Vários foram os atletas que passaram rápida e vertiginosamente de ídolos e modelos de conduta ao opróbio da condenação pelo uso de substâncias ilegais em suas excepcionais performances. Ben Johnson, o maior velocista do atletismo mundial até ser flagrado pelo uso de anabolizantes logo após a final dos cem metros rasos nos Jogos Olímpicos de Seul, em 1988, é o primeiro exemplo da eloquente oscilação entre os polos da glória e da exposição pública negativa, com o qual se juntaram, ao longo dos anos seguintes, ciclistas como Marco Pantani e Lance Armstrong (este ainda mais que todos, porque vencera um câncer, o que lhe elevara ainda mais a alcunha heroica), além da corredora Marion Jones, entre tantos.
3. Uma nota final
Embora a responsabilidade pela ingestão de qualquer substância seja, em última instância, do próprio atleta, é comum que ele receba a orientação de profissionais que avalizem ou mesmo proponham o que consumir, sejam substâncias legais ou não. Com alguma frequência, há punição para esses profissionais, como fisiologistas ou médicos, ou mesmo treinadores, quando provada sua participação em esquemas de prescrição e consumo de drogas ilícitas para o esporte.

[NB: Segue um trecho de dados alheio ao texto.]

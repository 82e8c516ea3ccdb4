//! Прыжок + двойной прыжок

use bevy::prelude::*;

use super::events::{JumpIntent, Jumped};
use crate::attributes::{Stamina, StaminaChanged, StatusEffects};
use crate::components::{Dead, Grounded, Velocity};
use crate::config::DoubleJumpTuning;
use crate::error::{AbilityError, AbilityResult};

/// Прыжки игрока
///
/// С земли прыжок бесплатный; в воздухе до `max_jumps_in_air` прыжков
/// за stamina. Счётчик сбрасывается при приземлении.
#[derive(Component, Debug, Clone, Reflect)]
#[reflect(Component)]
pub struct DoubleJump {
    pub max_jumps_in_air: u32,
    pub air_jumps_used: u32,
    pub stamina_cost: f32,
    pub jump_velocity: f32,
    pub double_jump_velocity: f32,
}

impl Default for DoubleJump {
    fn default() -> Self {
        Self::new(&DoubleJumpTuning::default())
    }
}

/// Результат прыжка: вертикальная скорость + был ли он воздушным
#[derive(Debug, Clone, Copy, PartialEq)]
pub struct JumpOutcome {
    pub velocity: f32,
    pub air_jump: bool,
}

impl DoubleJump {
    pub fn new(tuning: &DoubleJumpTuning) -> Self {
        Self {
            max_jumps_in_air: tuning.max_jumps_in_air,
            air_jumps_used: 0,
            stamina_cost: tuning.stamina_cost,
            jump_velocity: tuning.jump_velocity,
            double_jump_velocity: tuning.double_jump_velocity,
        }
    }

    pub fn can_jump(&self, owner_alive: bool, grounded: bool, status: &StatusEffects, stamina: &Stamina) -> AbilityResult {
        if !owner_alive {
            return Err(AbilityError::OwnerDead);
        }
        if status.is_immobilized {
            return Err(AbilityError::NotAvailable);
        }
        if grounded {
            return Ok(());
        }
        if self.air_jumps_used >= self.max_jumps_in_air {
            return Err(AbilityError::NoCharges);
        }
        if !stamina.has_enough(self.stamina_cost) {
            return Err(AbilityError::InsufficientStamina {
                required: self.stamina_cost,
                available: stamina.current,
            });
        }
        Ok(())
    }

    pub fn jump(
        &mut self,
        owner_alive: bool,
        grounded: bool,
        status: &StatusEffects,
        stamina: &mut Stamina,
    ) -> Result<JumpOutcome, AbilityError> {
        self.can_jump(owner_alive, grounded, status, stamina)?;

        if grounded {
            return Ok(JumpOutcome {
                velocity: self.jump_velocity,
                air_jump: false,
            });
        }

        stamina.use_stamina(self.stamina_cost);
        self.air_jumps_used += 1;
        Ok(JumpOutcome {
            velocity: self.double_jump_velocity,
            air_jump: true,
        })
    }

    pub fn land(&mut self) {
        self.air_jumps_used = 0;
    }
}

/// Система: сброс воздушных прыжков на земле
pub fn reset_air_jumps(mut query: Query<(&mut DoubleJump, &Grounded)>) {
    for (mut jump, grounded) in query.iter_mut() {
        if grounded.0 && jump.air_jumps_used > 0 {
            jump.land();
        }
    }
}

/// Система: обработка JumpIntent
pub fn handle_jump_intents(
    mut intents: EventReader<JumpIntent>,
    mut jumpers: Query<(
        &mut DoubleJump,
        &mut Stamina,
        &mut Velocity,
        &mut Grounded,
        &StatusEffects,
        Has<Dead>,
    )>,
    mut jumped_events: EventWriter<Jumped>,
    mut stamina_events: EventWriter<StaminaChanged>,
) {
    for intent in intents.read() {
        let Ok((mut jump, mut stamina, mut velocity, mut grounded, status, is_dead)) = jumpers.get_mut(intent.entity)
        else {
            continue;
        };

        match jump.jump(!is_dead, grounded.0, status, &mut stamina) {
            Ok(outcome) => {
                velocity.0.y = outcome.velocity;
                grounded.0 = false;

                if outcome.air_jump {
                    stamina_events.write(StaminaChanged {
                        entity: intent.entity,
                        current: stamina.current,
                        max: stamina.max,
                    });
                }
                jumped_events.write(Jumped {
                    entity: intent.entity,
                    air_jump: outcome.air_jump,
                });
                crate::log(&format!(
                    "🦘 {:?} {}",
                    intent.entity,
                    if outcome.air_jump { "double jumped" } else { "jumped" }
                ));
            }
            Err(error) => {
                crate::log(&format!("⛔ Jump rejected for {:?}: {}", intent.entity, error));
            }
        }
    }
}
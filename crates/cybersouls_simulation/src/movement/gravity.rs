//! Вертикаль: гравитация, пол, GravityFlip

use bevy::prelude::*;

use crate::components::{Dead, GravityScale, Grounded, Velocity};

/// см/с²
pub const GRAVITY: f32 = 980.0;
pub const MAX_VERTICAL_SPEED: f32 = 2000.0;
/// Перевёрнутая гравитация поднимает актора не выше этой высоты
pub const FLIPPED_CEILING: f32 = 600.0;

/// Один шаг вертикальной интеграции. Пол на y = 0.
pub fn integrate_vertical(
    translation: &mut Vec3,
    velocity: &mut Vec3,
    gravity_scale: f32,
    grounded: &mut bool,
    delta: f32,
) {
    // На земле и не толкают вверх: стоим
    if *grounded && gravity_scale > 0.0 && velocity.y <= 0.0 {
        velocity.y = 0.0;
        return;
    }

    velocity.y = (velocity.y - GRAVITY * gravity_scale * delta).clamp(-MAX_VERTICAL_SPEED, MAX_VERTICAL_SPEED);
    translation.y += velocity.y * delta;

    if translation.y <= 0.0 {
        translation.y = 0.0;
        velocity.y = 0.0;
        *grounded = gravity_scale > 0.0;
        return;
    }

    *grounded = false;
    if gravity_scale < 0.0 && translation.y >= FLIPPED_CEILING {
        translation.y = FLIPPED_CEILING;
        velocity.y = 0.0;
    }
}

/// Система: гравитация для всех живых акторов
pub fn apply_gravity(
    mut actors: Query<(&mut Transform, &mut Velocity, &GravityScale, &mut Grounded), Without<Dead>>,
    time: Res<Time<Fixed>>,
) {
    let delta = time.delta_secs();

    for (mut transform, mut velocity, gravity, mut grounded) in actors.iter_mut() {
        let mut translation = transform.translation;
        let mut vertical = velocity.0;
        let mut on_ground = grounded.0;

        integrate_vertical(&mut translation, &mut vertical, gravity.0, &mut on_ground, delta);

        if translation != transform.translation {
            transform.translation = translation;
        }
        if vertical != velocity.0 {
            velocity.0 = vertical;
        }
        if on_ground != grounded.0 {
            grounded.0 = on_ground;
        }
    }
}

Cabe aos profissionais do esporte saber o que está ou não na lista de proibições, o que vai variando conforme uma série de fatores ao longo do tempo. Observe-se o caso de Carl Lewis, herdeiro da medalha de ouro olímpica em 1988, quando da supracitada desclassificação de Ben Johnson: em 2003 best replica watches, veio a público o fato de que ele teria sido flagrado com níveis, então aceitáveis, de efedrina, pseudoefedrina e fenilpropanolamina em eventos que antecederam os Jogos de Seul (Vaz, 2005).
Isso nos diz que os atletas podem operar na fronteira da legalidade ao consumirem substâncias que, no momento em que o fazem, não estão na lista de proibições. Trata-se de uma operação de fronteira em que os limites “morais” são dados externamente, por uma lista de proibições e autorizações, e não pelas apostas ético-políticas que atletas e todo o sistema esportivo poderiam fazer. Seria o caso de pensarmos sobre o esporte que desejamos ter.
Alexandre Fernandez Vaz é doutor pela Universidade Leibniz Universität Hannover, Alemanha; professor do Programa de Pós-graduação Interdisciplinar em Ciências Humanas e do Programa de Pós-graduação em Educação, ambos da Universidade Federal da Santa Catarina; pesquisador Conselho Nacional de Desenvolvimento Científico e Tecnológico (CNPq). O texto aqui apresentado compõe os esforços do Programa de Pesquisas Teoria Crítica, Racionalidades e Educação (IV), financiado pelo CNPq.
Referências
Hoberman, J. “The concept of doping and the future of olympic sport”. In: Allison, L. (org.). Taking sport seriously. Aachen: Meyer & Meyer, 1998, p. 31-52.
Ortega, F.; Vidal, F. “Mapeamento do sujeito cerebral na cultura contemporânea”. RECIIS- Revista Eletrônica de Comunicação Informação & Inovação em Saúde. Rio de Janeiro, p. 257-261, 2007.
Sabino, C. “Anabolizantes: drogas de Apolo”. In: Goldenberg, M. (org.). Nu & vestido: dez antropólogos revelam a cultura do corpo carioca. Rio de Janeiro/São Paulo: Record, 2002. p.139-188.
Tamburrini, C. “¿Qué tiene de malo el dopaje?”. Diemata. ano 2, n. 5, p. 45-72, 2011.
Vaz, A. F. “Treinar o corpo, dominar a natureza: notas para uma análise do esporte a partir do treinamento corporal”. Cadernos Cedes. Campinas, n. 48, p. 89-108, 1999.
Vaz, A. F. “Drogas, esporte, performance: notas sobre os “limites” do corpo”. Revista Brasileira de Ciências do Esporte. Campinas, v. 27, n. 1, p. 23-36, set. 2005.
[1] Ver sobre o tema o trabalho de Sabino (2002).